#### INSTRUCTIONS FOR THE TASK
Write out every line below that contains "Errors".

#### PROVIDED RECORDS
▶
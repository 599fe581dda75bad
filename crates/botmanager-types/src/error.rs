use thiserror::Error;

/// Errors surfaced by bot operations.
///
/// `NotFound` covers both a missing bot and a bot owned by someone else; the
/// two cases are deliberately indistinguishable.
#[derive(Debug, Error)]
pub enum BotError {
    #[error("bot not found")]
    NotFound,

    #[error("{0}")]
    Conflict(String),

    #[error("invalid input: {0}")]
    InvalidInput(String),

    #[error("store unavailable: {0}")]
    Unavailable(String),

    #[error("unauthenticated: {0}")]
    Unauthenticated(String),

    #[error("request cancelled")]
    Cancelled,

    #[error("storage error: {0}")]
    Storage(String),
}

impl From<IdentityError> for BotError {
    fn from(e: IdentityError) -> Self {
        BotError::Unauthenticated(e.to_string())
    }
}

/// Errors reading the caller identity off a request context.
#[derive(Debug, Clone, Error, PartialEq, Eq)]
pub enum IdentityError {
    #[error("no owner identity attached to request")]
    Missing,

    #[error("malformed owner identity: {0}")]
    Malformed(String),
}

/// Errors from store operations (returned by the store ports in botmanager-core).
#[derive(Debug, Error)]
pub enum RepositoryError {
    #[error("database connection error: {0}")]
    Connection(String),

    #[error("query error: {0}")]
    Query(String),

    #[error("entity not found")]
    NotFound,

    #[error("conflict: {0}")]
    Conflict(String),
}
◀
#### RESULT BELOW
/// Errors surfaced by bot operations.
/// Errors reading the caller identity off a request context.
/// Errors from store operations (returned by the store ports in botmanager-core).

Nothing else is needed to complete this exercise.